# Exercise prompt
Show all lines of the entries in which the word "true" is found.

# Source data
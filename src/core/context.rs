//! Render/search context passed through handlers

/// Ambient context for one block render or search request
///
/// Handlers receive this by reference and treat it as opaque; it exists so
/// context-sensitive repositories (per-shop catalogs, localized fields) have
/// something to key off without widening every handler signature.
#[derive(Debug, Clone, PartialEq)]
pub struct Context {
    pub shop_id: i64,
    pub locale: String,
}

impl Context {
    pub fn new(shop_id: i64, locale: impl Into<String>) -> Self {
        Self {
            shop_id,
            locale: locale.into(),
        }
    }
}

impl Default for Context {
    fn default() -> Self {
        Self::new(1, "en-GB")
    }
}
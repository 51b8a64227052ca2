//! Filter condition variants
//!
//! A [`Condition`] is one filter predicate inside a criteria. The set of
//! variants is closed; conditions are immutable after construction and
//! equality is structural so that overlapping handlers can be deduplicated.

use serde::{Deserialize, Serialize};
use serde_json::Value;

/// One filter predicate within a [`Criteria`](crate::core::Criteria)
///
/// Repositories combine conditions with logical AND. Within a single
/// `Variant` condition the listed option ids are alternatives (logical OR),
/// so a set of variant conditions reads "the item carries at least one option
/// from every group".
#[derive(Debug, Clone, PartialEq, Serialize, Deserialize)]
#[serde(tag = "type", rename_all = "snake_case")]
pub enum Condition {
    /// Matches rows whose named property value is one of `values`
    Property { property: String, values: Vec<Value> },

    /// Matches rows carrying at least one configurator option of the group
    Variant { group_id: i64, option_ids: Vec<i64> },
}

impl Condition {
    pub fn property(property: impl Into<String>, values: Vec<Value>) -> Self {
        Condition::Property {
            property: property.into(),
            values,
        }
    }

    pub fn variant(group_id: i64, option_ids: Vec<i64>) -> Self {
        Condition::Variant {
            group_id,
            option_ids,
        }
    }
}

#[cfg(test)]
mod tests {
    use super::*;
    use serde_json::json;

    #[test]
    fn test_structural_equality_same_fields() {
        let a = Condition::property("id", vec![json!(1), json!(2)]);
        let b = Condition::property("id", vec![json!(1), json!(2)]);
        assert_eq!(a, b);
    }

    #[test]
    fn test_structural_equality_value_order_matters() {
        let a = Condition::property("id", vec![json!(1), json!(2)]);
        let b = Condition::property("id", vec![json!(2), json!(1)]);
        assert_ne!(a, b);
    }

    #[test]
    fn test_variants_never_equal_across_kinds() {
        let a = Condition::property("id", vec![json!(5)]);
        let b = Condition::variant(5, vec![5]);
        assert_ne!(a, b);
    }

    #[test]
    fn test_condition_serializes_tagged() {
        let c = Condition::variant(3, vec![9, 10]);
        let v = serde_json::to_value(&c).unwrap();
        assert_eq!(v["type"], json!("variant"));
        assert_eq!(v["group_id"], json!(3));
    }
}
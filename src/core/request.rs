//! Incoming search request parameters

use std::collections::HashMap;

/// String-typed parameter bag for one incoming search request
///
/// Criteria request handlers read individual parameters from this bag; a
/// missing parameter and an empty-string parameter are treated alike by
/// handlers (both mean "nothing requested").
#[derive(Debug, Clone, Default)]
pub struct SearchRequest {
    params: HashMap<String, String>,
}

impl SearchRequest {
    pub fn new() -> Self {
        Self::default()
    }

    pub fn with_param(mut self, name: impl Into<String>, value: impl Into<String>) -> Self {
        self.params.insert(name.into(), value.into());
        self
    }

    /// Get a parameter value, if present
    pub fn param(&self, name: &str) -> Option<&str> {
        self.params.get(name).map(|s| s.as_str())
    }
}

---

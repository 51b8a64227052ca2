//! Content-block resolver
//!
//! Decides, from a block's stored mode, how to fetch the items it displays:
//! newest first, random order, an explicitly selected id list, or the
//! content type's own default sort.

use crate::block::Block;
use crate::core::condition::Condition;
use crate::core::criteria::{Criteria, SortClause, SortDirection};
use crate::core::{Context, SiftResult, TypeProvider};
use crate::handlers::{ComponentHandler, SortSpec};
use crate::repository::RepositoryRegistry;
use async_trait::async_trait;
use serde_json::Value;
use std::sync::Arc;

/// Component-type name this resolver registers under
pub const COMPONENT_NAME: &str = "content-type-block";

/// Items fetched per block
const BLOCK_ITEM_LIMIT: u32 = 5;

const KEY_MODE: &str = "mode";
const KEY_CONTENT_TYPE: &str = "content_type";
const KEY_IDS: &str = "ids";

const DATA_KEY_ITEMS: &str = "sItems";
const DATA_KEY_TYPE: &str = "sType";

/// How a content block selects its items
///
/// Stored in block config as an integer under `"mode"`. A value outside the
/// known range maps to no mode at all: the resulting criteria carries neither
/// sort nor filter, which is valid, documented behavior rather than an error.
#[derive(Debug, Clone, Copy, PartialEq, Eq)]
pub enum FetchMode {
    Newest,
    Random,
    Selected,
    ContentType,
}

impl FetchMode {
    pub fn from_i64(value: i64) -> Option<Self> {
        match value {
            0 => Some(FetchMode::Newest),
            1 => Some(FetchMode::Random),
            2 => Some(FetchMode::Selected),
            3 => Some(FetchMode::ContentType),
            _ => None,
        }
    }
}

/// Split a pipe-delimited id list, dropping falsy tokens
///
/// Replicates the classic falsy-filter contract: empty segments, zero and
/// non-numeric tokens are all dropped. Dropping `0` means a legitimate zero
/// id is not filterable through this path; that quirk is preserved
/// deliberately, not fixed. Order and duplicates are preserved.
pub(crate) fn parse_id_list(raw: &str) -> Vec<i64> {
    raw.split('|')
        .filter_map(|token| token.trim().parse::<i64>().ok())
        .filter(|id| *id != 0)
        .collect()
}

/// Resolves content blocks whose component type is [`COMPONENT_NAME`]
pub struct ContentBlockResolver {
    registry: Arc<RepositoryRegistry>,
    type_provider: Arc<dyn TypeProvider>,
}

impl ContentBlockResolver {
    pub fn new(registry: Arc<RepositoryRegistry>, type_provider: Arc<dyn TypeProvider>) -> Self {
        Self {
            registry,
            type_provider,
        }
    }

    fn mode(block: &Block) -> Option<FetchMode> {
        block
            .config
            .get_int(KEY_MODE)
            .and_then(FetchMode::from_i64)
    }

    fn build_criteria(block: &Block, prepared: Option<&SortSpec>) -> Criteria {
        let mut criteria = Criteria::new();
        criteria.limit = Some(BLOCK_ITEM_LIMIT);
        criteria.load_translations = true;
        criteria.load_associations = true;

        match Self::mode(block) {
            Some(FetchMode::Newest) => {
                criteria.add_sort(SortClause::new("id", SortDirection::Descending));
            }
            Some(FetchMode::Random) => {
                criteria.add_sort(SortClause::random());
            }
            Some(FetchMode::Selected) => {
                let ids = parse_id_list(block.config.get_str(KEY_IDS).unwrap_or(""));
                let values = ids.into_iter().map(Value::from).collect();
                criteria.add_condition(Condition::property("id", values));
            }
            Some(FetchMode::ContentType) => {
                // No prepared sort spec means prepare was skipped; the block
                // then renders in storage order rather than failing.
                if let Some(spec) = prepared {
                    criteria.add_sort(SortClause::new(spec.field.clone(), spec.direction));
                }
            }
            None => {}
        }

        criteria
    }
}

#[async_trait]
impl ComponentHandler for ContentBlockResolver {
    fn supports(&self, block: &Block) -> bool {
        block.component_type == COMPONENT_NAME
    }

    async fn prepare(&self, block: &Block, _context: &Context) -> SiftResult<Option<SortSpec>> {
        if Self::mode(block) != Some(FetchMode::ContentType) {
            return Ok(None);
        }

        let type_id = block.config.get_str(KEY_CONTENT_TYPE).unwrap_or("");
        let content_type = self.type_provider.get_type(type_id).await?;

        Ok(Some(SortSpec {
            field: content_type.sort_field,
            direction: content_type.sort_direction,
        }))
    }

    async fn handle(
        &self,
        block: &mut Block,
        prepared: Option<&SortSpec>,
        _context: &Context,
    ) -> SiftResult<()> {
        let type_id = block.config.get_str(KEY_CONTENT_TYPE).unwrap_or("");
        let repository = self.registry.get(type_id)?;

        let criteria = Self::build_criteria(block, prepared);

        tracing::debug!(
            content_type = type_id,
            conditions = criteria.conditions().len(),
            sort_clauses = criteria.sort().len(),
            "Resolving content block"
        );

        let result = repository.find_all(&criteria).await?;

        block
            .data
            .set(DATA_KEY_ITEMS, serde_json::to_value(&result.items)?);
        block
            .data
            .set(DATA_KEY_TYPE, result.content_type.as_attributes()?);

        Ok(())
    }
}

# Final answer
        criteria.load_translations = true;
        criteria.load_associations = true;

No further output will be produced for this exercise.